- 6oz pizza dough
- Virgin olive oil
- 1/2 tsp minced garlic
- 1/2 cup shredded Fontina cheese
- 2 Tbsp crumbled Gorgonzola cheese
- 4 – 5 Tbsp chopped canned tomatoes in heavy puree
- 8 – 10 fresh spinach leaves
Prepare hot charcoal fire, setting grell rack 3 – 4 inches above coals. Spread and flatten pizza dough with hands on large, oiled inverted baking sheet into 10″ – 12″ free form circle, 1/8″ thick.
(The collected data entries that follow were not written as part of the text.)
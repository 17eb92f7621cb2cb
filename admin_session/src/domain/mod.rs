mod entities;
mod errors;
mod messages;
mod ports;
mod rejection;

// Re-export the domain boundary types and ports.
pub use entities::{ContactMessage, HealthStatus, SessionSnapshot, SessionState};
pub use errors::AuthError;
pub use messages::{AuthContext, AuthMessage};
pub use ports::{AdminBackend, SessionStorage};
pub use rejection::{
    RawError, RejectionDetails, STOPPED_ERROR_CODE, STOPPED_REJECT_CODE, StructuredRejection,
};
pub mod config;
pub mod server;
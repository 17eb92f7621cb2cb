use std::sync::Arc;
use std::time::Duration;

use crate::domain::{
    AdminBackend, AuthError, HealthStatus, SessionSnapshot, SessionState, SessionStorage,
};
use crate::use_cases::admin_login::AdminLoginUseCase;
use crate::use_cases::backend_health::{BackendHealthUseCase, HEALTH_CHECK_TIMEOUT};
use crate::use_cases::diagnostics::ConnectivityDiagnostics;
use crate::use_cases::logout::{AdminLogoutUseCase, LogoutResponse};
use crate::use_cases::query_timeout::QUERY_TIMEOUT;
use crate::use_cases::session_store::AdminSession;
use crate::use_cases::validate_session::{SessionValidator, ValidationOutcome};

/// Everything one scope (browser tab) needs for admin auth, built when the
/// scope opens and dropped when it closes.
pub struct AdminSessionContext<B, S> {
    backend: B,
    session: Arc<AdminSession<S>>,
    validator: SessionValidator<B, S>,
    health_timeout: Duration,
}

impl<B, S> AdminSessionContext<B, S>
where
    B: AdminBackend + Clone,
    S: SessionStorage,
{
    pub fn open(backend: B, storage: S) -> Self {
        let session = Arc::new(AdminSession::open(storage));
        let validator = SessionValidator::new(backend.clone(), session.clone());
        Self {
            backend,
            session,
            validator,
            health_timeout: HEALTH_CHECK_TIMEOUT,
        }
    }

    pub fn with_health_timeout(mut self, timeout: Duration) -> Self {
        self.health_timeout = timeout;
        self
    }

    pub async fn login(&self, username: &str, password: &str) -> Result<(), AuthError> {
        AdminLoginUseCase {
            backend: self.backend.clone(),
            session: self.session.clone(),
            timeout: QUERY_TIMEOUT,
        }
        .execute(username, password)
        .await
    }

    pub fn logout(&self) -> LogoutResponse {
        AdminLogoutUseCase {
            session: self.session.clone(),
        }
        .execute()
    }

    pub async fn enter(&self) -> ValidationOutcome {
        self.validator.on_enter().await
    }

    pub async fn retry(&self) -> ValidationOutcome {
        self.validator.revalidate().await
    }

    /// Background retry: probes again only while the backend was deemed
    /// unavailable, so healthy and logged-out scopes cost nothing.
    pub async fn retry_if_unavailable(&self) -> Option<ValidationOutcome> {
        if self.validator.state() != SessionState::Unavailable {
            return None;
        }
        Some(self.validator.revalidate().await)
    }

    pub fn dismiss_error(&self) {
        self.session.clear_session_error();
    }

    pub fn snapshot(&self) -> SessionSnapshot {
        self.session.snapshot()
    }

    pub fn state(&self) -> SessionState {
        self.validator.state()
    }

    // Health check that also records the failure for the diagnostics view.
    pub async fn check_backend(&self) -> HealthStatus {
        let status = BackendHealthUseCase {
            backend: self.backend.clone(),
            timeout: self.health_timeout,
        }
        .execute()
        .await;
        if let HealthStatus::Unreachable(message) = &status {
            self.diagnostics().store(message);
        }
        status
    }

    pub fn last_connectivity_error(&self) -> Option<String> {
        self.diagnostics().last()
    }

    pub fn clear_connectivity_error(&self) {
        self.diagnostics().clear();
    }

    fn diagnostics(&self) -> ConnectivityDiagnostics<'_, S> {
        ConnectivityDiagnostics {
            storage: self.session.storage(),
        }
    }
}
Do not make raised edge/
When possible to hold hand over coals 3 – 4 seconds at distance of 5″, lift dough gently with fingertips and drape onto grill. Catch loose edge on grill first and guide remaining dough into place over coals. Within 1 minute, dough will puff slightly, underside will stiffen and grill marks will appear.
Using tongs, flip crust over onto coolest part of grill. Quickly brush grilled surface with olive oil. Sprinkle with garlic, Fontina and Gorgonzola cheese. and tomatoes. Drizzle 1 – 2 Tbsp olive oil over top.
Slide pizza back toward hot coals, but not directly over top. Using tongs, rotate pizza frequently so different sections receive higher heat. Check under side often for burning. Pizza is cooked when top is bubbly and cheese melted, 6 – 8 minuters. Top with fresh spinach and for a touch of sweetness, add about a Tbsp of raisins.
Johanne Killeen and George Germon own 2 of the most celebrated restaurants in Providence, R.I.: Lucky’s and Al Forno. They are especially famous for their grilled pizzas. This recipe is from their cookbook, Cucina Simpatica – Robust Trattoria Cooking.